*What the task asks*: Check each line of the listing below for the string "Some", then copy every line that has it.

"""

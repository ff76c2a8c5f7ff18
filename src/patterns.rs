//! The five display routines.
//!
//! Every routine drives the red LED, the tri-color LED and the Pmod 8LD through
//! a [`Board`] and paces itself with a blocking [`Delay`]. Loop patterns follow
//! the same step order: write the output, hold for the step delay, resample the
//! switches, and stop if the switch code no longer selects the pattern.

use crate::port::{Board, PortAccess};
use crate::time::{Delay, TimeDuration};
use crate::timing::Timing;
use crate::types::{ButtonCombo, ButtonState, InputError, SwitchState, TriColor, bank};

/// A display routine.
#[derive(Debug, Clone, Copy, PartialEq, Eq, Hash)]
#[cfg_attr(feature = "defmt", derive(defmt::Format))]
pub enum Pattern {
    /// Static outputs chosen by the buttons.
    Pattern1,
    /// Binary up-counter on the 8LD, 100 ms per count.
    Pattern2,
    /// Binary down-counter on the 8LD, 100 ms per count.
    Pattern3,
    /// Everything flashes, 1 s on and 1 s off.
    Pattern4,
    /// Single LED walking left, 500 ms per position.
    Pattern5,
}

impl Pattern {
    /// All patterns in number order.
    pub const ALL: [Pattern; 5] = [
        Pattern::Pattern1,
        Pattern::Pattern2,
        Pattern::Pattern3,
        Pattern::Pattern4,
        Pattern::Pattern5,
    ];

    /// Returns the pattern number (1-5).
    pub const fn number(self) -> u8 {
        match self {
            Pattern::Pattern1 => 1,
            Pattern::Pattern2 => 2,
            Pattern::Pattern3 => 3,
            Pattern::Pattern4 => 4,
            Pattern::Pattern5 => 5,
        }
    }

    /// Returns the switch code a loop pattern keeps running under.
    ///
    /// `None` for Pattern1, which never loops.
    pub const fn expected_switches(self) -> Option<SwitchState> {
        match self {
            Pattern::Pattern1 => None,
            Pattern::Pattern2 => Some(SwitchState::SWITCH_1),
            Pattern::Pattern3 => Some(SwitchState::SWITCH_2),
            Pattern::Pattern4 => Some(SwitchState::SWITCH_3),
            Pattern::Pattern5 => Some(SwitchState::SWITCH_4),
        }
    }
}

impl TryFrom<u8> for Pattern {
    type Error = InputError;

    fn try_from(number: u8) -> Result<Self, Self::Error> {
        match number {
            1 => Ok(Pattern::Pattern1),
            2 => Ok(Pattern::Pattern2),
            3 => Ok(Pattern::Pattern3),
            4 => Ok(Pattern::Pattern4),
            5 => Ok(Pattern::Pattern5),
            n => Err(InputError::UnknownPattern(n)),
        }
    }
}

/// How a routine ended.
#[derive(Debug, Clone, Copy, PartialEq, Eq)]
#[cfg_attr(feature = "defmt", derive(defmt::Format))]
pub enum Completion {
    /// Ran every step.
    Finished,
    /// Stopped early because the switches changed.
    Cancelled,
    /// Produced no output (unrecognized button code).
    Ignored,
}

/// Report returned by every routine.
#[derive(Debug, Clone, Copy, PartialEq, Eq)]
#[cfg_attr(feature = "defmt", derive(defmt::Format))]
pub struct PatternRun {
    /// The routine that ran.
    pub pattern: Pattern,
    /// Output steps produced (counter writes, shifts, or flash cycles).
    pub steps: u32,
    /// How the routine ended.
    pub completion: Completion,
}

impl PatternRun {
    fn new(pattern: Pattern, steps: u32, completion: Completion) -> Self {
        Self {
            pattern,
            steps,
            completion,
        }
    }

    /// Returns true if the routine stopped because the switches changed.
    pub fn was_cancelled(&self) -> bool {
        self.completion == Completion::Cancelled
    }
}

/// Runs one routine against a board.
///
/// Holds the board, the delay and the cadence for the duration of a single
/// routine. Construct one per dispatch; nothing carries over between runs.
pub struct PatternRunner<'a, P: PortAccess, DL: Delay<D>, D: TimeDuration> {
    board: &'a mut Board<P>,
    delay: &'a mut DL,
    timing: &'a Timing<D>,
}

impl<'a, P: PortAccess, DL: Delay<D>, D: TimeDuration> PatternRunner<'a, P, DL, D> {
    /// Creates a runner over borrowed hardware.
    pub fn new(board: &'a mut Board<P>, delay: &'a mut DL, timing: &'a Timing<D>) -> Self {
        Self {
            board,
            delay,
            timing,
        }
    }

    /// Runs `pattern`; `buttons` is only consulted by Pattern1.
    pub fn run(&mut self, pattern: Pattern, buttons: ButtonState) -> PatternRun {
        match pattern {
            Pattern::Pattern1 => self.pattern1(buttons),
            Pattern::Pattern2 => self.pattern2(),
            Pattern::Pattern3 => self.pattern3(),
            Pattern::Pattern4 => self.pattern4(),
            Pattern::Pattern5 => self.pattern5(),
        }
    }

    /// Static outputs chosen by the buttons.
    ///
    /// | buttons         | red LED     | RGB          | 8LD        |
    /// |-----------------|-------------|--------------|------------|
    /// | both pressed    | blink 1 s   | blink green  | all off    |
    /// | only button 1   | on          | off          | 0, 2, 4, 6 |
    /// | only button 2   | off         | pink         | 1, 3, 5, 7 |
    /// | neither pressed | off         | off          | all on     |
    ///
    /// Any other code leaves the outputs untouched.
    pub fn pattern1(&mut self, buttons: ButtonState) -> PatternRun {
        let Some(combo) = buttons.combo() else {
            #[cfg(feature = "defmt")]
            defmt::warn!("ignoring unrecognized button code {=u8:#x}", buttons.bits());
            return PatternRun::new(Pattern::Pattern1, 0, Completion::Ignored);
        };

        match combo {
            ButtonCombo::BothPressed => {
                self.board.write_bank(bank::ALL_OFF);
                self.board.set_red_led(true);
                self.board.set_rgb(TriColor::Green);
                self.delay.delay(self.timing.blink_hold);
                self.board.set_red_led(false);
                self.board.set_rgb(TriColor::Off);
                self.delay.delay(self.timing.blink_hold);
            }
            ButtonCombo::OnlyButton1 => {
                self.board.set_red_led(true);
                self.board.set_rgb(TriColor::Off);
                self.board.write_bank(bank::EVEN);
            }
            ButtonCombo::OnlyButton2 => {
                self.board.set_red_led(false);
                self.board.set_rgb(TriColor::Pink);
                self.board.write_bank(bank::ODD);
            }
            ButtonCombo::NonePressed => {
                self.board.set_red_led(false);
                self.board.set_rgb(TriColor::Off);
                self.board.write_bank(bank::ALL_ON);
            }
        }

        PatternRun::new(Pattern::Pattern1, 1, Completion::Finished)
    }

    /// Binary up-counter 0..=255 with the red LED on and the RGB LED red.
    pub fn pattern2(&mut self) -> PatternRun {
        self.board.set_red_led(true);
        self.board.set_rgb(TriColor::Red);
        self.count(Pattern::Pattern2, 0..=u8::MAX)
    }

    /// Binary down-counter 255..=0 with the red LED off and the RGB LED blue.
    pub fn pattern3(&mut self) -> PatternRun {
        self.board.set_red_led(false);
        self.board.set_rgb(TriColor::Blue);
        self.count(Pattern::Pattern3, (0..=u8::MAX).rev())
    }

    /// Flashes every LED until the switches leave switch 3.
    ///
    /// The switches are checked once per full on/off cycle, so a change can
    /// take up to two holds to be noticed.
    pub fn pattern4(&mut self) -> PatternRun {
        let mut cycles = 0;
        loop {
            self.board.write_bank(bank::ALL_ON);
            self.board.set_red_led(true);
            self.board.set_rgb(TriColor::Blue);
            self.delay.delay(self.timing.flash_hold);
            self.board.write_bank(bank::ALL_OFF);
            self.board.set_red_led(false);
            self.board.set_rgb(TriColor::Off);
            self.delay.delay(self.timing.flash_hold);
            cycles += 1;

            if !self.still_selected(Pattern::Pattern4) {
                return PatternRun::new(Pattern::Pattern4, cycles, Completion::Cancelled);
            }
        }
    }

    /// Walks a single LED from position 0 to 7 with the on-board LEDs off.
    pub fn pattern5(&mut self) -> PatternRun {
        self.board.set_red_led(false);
        self.board.set_rgb(TriColor::Off);

        let mut steps = 0;
        for position in 0..8u8 {
            self.board.write_bank(1u8 << position);
            self.delay.delay(self.timing.shift_step);
            steps += 1;

            if !self.still_selected(Pattern::Pattern5) {
                return PatternRun::new(Pattern::Pattern5, steps, Completion::Cancelled);
            }
        }

        PatternRun::new(Pattern::Pattern5, steps, Completion::Finished)
    }

    fn count(&mut self, pattern: Pattern, values: impl Iterator<Item = u8>) -> PatternRun {
        let mut steps = 0;
        for value in values {
            self.board.write_bank(value);
            self.delay.delay(self.timing.count_step);
            steps += 1;

            if !self.still_selected(pattern) {
                return PatternRun::new(pattern, steps, Completion::Cancelled);
            }
        }

        PatternRun::new(pattern, steps, Completion::Finished)
    }

    // Loop-continuation predicate, evaluated after each step's output and delay.
    fn still_selected(&mut self, pattern: Pattern) -> bool {
        let switches = self.board.switches();
        let selected = pattern.expected_switches() == Some(switches);

        if !selected {
            #[cfg(feature = "defmt")]
            defmt::debug!(
                "pattern {=u8} cancelled, switches now {=u8:#x}",
                pattern.number(),
                switches.bits()
            );
        }

        selected
    }
}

"""

*Answer section*:
            Pattern::Pattern2 => Some(SwitchState::SWITCH_1),
            Pattern::Pattern3 => Some(SwitchState::SWITCH_2),
            Pattern::Pattern4 => Some(SwitchState::SWITCH_3),
            Pattern::Pattern5 => Some(SwitchState::SWITCH_4),
        let Some(combo) = buttons.combo() else {
        let selected = pattern.expected_switches() == Some(switches);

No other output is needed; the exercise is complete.